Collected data
*-*-*

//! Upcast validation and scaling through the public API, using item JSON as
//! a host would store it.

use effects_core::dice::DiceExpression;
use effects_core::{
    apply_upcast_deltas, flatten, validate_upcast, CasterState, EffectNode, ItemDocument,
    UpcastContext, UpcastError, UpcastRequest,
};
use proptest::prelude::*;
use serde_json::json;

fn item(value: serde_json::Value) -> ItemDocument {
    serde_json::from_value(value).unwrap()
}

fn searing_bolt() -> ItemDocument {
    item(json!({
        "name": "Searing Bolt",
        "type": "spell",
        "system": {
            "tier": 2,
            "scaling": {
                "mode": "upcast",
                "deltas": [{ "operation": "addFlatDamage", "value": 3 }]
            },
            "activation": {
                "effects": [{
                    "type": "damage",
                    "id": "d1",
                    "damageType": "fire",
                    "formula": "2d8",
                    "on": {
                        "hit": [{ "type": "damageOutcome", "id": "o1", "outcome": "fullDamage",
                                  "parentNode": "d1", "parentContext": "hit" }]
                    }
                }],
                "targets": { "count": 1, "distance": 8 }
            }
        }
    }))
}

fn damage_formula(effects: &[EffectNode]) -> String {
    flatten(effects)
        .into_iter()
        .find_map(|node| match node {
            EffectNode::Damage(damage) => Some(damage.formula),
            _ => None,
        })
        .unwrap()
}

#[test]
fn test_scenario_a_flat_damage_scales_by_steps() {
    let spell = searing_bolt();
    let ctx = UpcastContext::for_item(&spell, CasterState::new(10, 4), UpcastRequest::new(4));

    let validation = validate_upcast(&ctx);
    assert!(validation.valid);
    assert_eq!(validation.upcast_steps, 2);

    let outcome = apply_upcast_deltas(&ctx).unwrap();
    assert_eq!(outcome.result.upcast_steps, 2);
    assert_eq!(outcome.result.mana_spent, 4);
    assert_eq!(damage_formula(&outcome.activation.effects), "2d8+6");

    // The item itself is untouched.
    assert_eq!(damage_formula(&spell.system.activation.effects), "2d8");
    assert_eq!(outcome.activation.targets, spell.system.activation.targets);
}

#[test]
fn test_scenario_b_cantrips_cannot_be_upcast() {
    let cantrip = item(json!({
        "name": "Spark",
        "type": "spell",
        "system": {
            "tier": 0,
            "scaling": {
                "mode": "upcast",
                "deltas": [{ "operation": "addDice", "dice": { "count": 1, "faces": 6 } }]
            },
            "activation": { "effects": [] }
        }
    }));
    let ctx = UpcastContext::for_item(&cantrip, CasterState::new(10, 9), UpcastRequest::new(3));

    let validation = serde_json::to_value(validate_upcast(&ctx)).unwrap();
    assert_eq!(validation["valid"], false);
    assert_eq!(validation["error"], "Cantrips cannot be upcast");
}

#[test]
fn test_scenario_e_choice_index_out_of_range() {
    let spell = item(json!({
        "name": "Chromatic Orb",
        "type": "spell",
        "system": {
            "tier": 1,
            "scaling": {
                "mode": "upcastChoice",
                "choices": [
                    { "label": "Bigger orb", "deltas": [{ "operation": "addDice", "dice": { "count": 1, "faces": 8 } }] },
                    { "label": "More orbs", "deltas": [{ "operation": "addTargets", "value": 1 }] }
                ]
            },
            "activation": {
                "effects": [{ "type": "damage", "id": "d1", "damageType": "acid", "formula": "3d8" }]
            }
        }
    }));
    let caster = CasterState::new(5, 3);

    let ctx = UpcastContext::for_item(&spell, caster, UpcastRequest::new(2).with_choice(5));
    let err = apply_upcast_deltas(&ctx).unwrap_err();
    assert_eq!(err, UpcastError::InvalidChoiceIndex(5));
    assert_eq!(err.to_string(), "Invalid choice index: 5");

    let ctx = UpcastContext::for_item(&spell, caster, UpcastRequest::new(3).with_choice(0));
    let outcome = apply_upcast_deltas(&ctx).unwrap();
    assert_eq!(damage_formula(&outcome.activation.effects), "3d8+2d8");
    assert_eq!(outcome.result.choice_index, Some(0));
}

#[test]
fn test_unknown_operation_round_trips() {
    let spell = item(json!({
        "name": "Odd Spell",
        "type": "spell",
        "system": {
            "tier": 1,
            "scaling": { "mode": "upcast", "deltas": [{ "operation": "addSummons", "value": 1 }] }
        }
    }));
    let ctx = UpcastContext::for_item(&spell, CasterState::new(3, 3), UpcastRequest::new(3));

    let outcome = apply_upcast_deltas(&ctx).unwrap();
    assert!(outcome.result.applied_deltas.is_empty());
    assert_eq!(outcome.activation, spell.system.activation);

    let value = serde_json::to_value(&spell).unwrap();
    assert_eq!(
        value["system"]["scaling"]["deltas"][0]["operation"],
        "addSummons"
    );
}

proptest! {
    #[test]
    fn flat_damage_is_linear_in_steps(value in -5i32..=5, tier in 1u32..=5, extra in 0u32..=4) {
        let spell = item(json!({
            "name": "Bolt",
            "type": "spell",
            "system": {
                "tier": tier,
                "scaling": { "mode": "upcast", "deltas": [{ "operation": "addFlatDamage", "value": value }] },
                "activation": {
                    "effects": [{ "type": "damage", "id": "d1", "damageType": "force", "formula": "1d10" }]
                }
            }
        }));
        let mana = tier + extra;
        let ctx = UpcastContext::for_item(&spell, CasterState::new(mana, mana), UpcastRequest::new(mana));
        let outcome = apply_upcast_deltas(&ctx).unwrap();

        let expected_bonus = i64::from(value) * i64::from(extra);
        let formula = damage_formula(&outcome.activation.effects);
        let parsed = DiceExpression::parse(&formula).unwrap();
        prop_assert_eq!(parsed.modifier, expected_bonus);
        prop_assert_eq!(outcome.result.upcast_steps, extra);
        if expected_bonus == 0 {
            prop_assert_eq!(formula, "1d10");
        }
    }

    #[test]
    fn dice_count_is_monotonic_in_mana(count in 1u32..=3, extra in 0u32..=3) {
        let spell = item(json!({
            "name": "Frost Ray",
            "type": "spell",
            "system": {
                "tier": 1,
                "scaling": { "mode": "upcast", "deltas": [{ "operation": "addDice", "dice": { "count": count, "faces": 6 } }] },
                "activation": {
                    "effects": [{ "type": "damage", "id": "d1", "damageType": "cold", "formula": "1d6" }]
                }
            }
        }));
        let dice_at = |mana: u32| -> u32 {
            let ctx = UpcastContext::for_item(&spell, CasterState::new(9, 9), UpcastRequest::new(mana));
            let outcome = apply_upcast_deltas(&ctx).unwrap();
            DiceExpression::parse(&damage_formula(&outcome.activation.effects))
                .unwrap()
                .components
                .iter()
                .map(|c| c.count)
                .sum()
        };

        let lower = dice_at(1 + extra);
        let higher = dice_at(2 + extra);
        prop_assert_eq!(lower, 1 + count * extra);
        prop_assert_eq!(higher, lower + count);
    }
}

*-*-*

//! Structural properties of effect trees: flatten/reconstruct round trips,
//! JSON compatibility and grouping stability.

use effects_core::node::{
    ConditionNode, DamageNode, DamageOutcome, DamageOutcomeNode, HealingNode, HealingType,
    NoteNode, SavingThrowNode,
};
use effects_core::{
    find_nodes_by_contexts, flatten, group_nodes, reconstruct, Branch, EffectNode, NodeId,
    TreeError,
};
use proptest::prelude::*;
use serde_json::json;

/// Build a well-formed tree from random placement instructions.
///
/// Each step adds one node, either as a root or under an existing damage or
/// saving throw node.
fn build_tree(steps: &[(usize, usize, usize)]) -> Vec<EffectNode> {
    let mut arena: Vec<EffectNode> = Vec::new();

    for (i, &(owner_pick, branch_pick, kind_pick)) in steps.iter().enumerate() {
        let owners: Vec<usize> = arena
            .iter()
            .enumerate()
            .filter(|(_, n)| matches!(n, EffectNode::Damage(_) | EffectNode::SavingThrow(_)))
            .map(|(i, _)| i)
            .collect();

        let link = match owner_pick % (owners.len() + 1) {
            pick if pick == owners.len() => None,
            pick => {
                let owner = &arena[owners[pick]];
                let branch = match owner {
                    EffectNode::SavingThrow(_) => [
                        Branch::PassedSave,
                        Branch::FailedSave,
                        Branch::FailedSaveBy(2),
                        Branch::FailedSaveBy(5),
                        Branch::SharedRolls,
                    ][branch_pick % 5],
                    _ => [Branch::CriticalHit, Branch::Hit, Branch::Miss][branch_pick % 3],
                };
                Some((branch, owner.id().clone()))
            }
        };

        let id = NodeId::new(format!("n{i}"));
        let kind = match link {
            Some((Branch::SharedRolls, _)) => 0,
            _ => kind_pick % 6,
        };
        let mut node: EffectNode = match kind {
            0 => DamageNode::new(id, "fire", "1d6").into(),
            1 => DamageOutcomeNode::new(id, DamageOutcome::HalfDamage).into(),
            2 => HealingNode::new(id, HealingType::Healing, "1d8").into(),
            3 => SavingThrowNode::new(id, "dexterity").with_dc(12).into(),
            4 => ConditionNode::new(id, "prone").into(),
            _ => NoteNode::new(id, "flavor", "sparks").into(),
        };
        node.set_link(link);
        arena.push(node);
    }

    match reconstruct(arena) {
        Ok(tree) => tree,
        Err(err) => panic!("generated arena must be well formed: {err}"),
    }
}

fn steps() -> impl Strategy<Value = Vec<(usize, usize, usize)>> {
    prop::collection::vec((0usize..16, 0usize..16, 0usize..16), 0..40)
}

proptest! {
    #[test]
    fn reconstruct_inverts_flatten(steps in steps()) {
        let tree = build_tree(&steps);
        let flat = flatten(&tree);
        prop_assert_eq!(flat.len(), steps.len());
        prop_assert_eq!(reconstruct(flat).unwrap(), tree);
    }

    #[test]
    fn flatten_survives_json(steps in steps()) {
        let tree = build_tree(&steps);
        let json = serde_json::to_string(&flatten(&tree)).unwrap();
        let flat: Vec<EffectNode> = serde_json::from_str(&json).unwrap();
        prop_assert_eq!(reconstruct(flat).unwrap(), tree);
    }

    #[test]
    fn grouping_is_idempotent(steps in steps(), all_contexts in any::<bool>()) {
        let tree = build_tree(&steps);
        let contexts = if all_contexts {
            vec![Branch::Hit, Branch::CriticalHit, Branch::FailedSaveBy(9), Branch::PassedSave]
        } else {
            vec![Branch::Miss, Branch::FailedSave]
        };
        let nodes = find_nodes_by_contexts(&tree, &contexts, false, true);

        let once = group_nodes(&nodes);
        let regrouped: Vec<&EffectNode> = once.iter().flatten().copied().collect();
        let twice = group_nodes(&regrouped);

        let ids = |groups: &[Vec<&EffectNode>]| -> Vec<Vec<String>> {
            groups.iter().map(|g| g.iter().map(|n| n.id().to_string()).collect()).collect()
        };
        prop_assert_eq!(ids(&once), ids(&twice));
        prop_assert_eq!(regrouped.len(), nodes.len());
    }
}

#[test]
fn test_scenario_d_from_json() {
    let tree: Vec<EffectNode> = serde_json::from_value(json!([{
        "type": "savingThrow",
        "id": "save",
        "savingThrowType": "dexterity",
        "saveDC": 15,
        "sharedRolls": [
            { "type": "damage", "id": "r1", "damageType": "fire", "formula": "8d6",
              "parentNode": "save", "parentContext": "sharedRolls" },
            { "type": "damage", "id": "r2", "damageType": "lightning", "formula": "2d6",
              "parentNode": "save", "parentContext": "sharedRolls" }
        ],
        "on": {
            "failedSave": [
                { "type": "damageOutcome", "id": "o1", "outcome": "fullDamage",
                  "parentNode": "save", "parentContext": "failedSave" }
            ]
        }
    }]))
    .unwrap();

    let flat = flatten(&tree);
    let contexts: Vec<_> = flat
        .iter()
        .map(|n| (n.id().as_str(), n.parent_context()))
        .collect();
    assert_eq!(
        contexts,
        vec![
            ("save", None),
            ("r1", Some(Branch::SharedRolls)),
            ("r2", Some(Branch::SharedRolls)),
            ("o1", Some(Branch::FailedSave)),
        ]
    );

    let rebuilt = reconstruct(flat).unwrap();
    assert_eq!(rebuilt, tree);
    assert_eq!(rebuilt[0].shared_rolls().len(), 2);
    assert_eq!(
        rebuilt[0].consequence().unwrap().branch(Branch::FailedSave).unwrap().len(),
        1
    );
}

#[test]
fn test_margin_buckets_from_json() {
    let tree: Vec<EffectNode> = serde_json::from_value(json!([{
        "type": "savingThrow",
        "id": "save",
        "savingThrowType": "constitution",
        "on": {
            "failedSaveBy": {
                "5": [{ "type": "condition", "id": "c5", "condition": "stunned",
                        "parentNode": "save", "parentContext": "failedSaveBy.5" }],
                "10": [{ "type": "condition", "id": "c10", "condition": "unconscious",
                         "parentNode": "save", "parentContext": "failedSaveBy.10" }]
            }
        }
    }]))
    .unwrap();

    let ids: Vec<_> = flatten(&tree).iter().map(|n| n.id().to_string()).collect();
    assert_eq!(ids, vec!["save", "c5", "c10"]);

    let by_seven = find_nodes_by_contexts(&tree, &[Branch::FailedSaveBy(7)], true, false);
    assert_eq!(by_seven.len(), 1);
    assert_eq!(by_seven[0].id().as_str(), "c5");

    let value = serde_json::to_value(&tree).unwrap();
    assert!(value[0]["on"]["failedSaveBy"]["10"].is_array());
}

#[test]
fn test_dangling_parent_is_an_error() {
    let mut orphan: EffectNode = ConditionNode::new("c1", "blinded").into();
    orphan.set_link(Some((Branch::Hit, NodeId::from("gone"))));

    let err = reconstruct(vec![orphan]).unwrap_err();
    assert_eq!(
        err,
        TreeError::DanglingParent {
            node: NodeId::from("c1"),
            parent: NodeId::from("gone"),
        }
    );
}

*-*-*

▶ _Exercise instructions_
Gather up, from the records above, each line where the word "Miss" appears.

▶ _Completed exercise_
                    _ => [Branch::CriticalHit, Branch::Hit, Branch::Miss][branch_pick % 3],
            vec![Branch::Miss, Branch::FailedSave]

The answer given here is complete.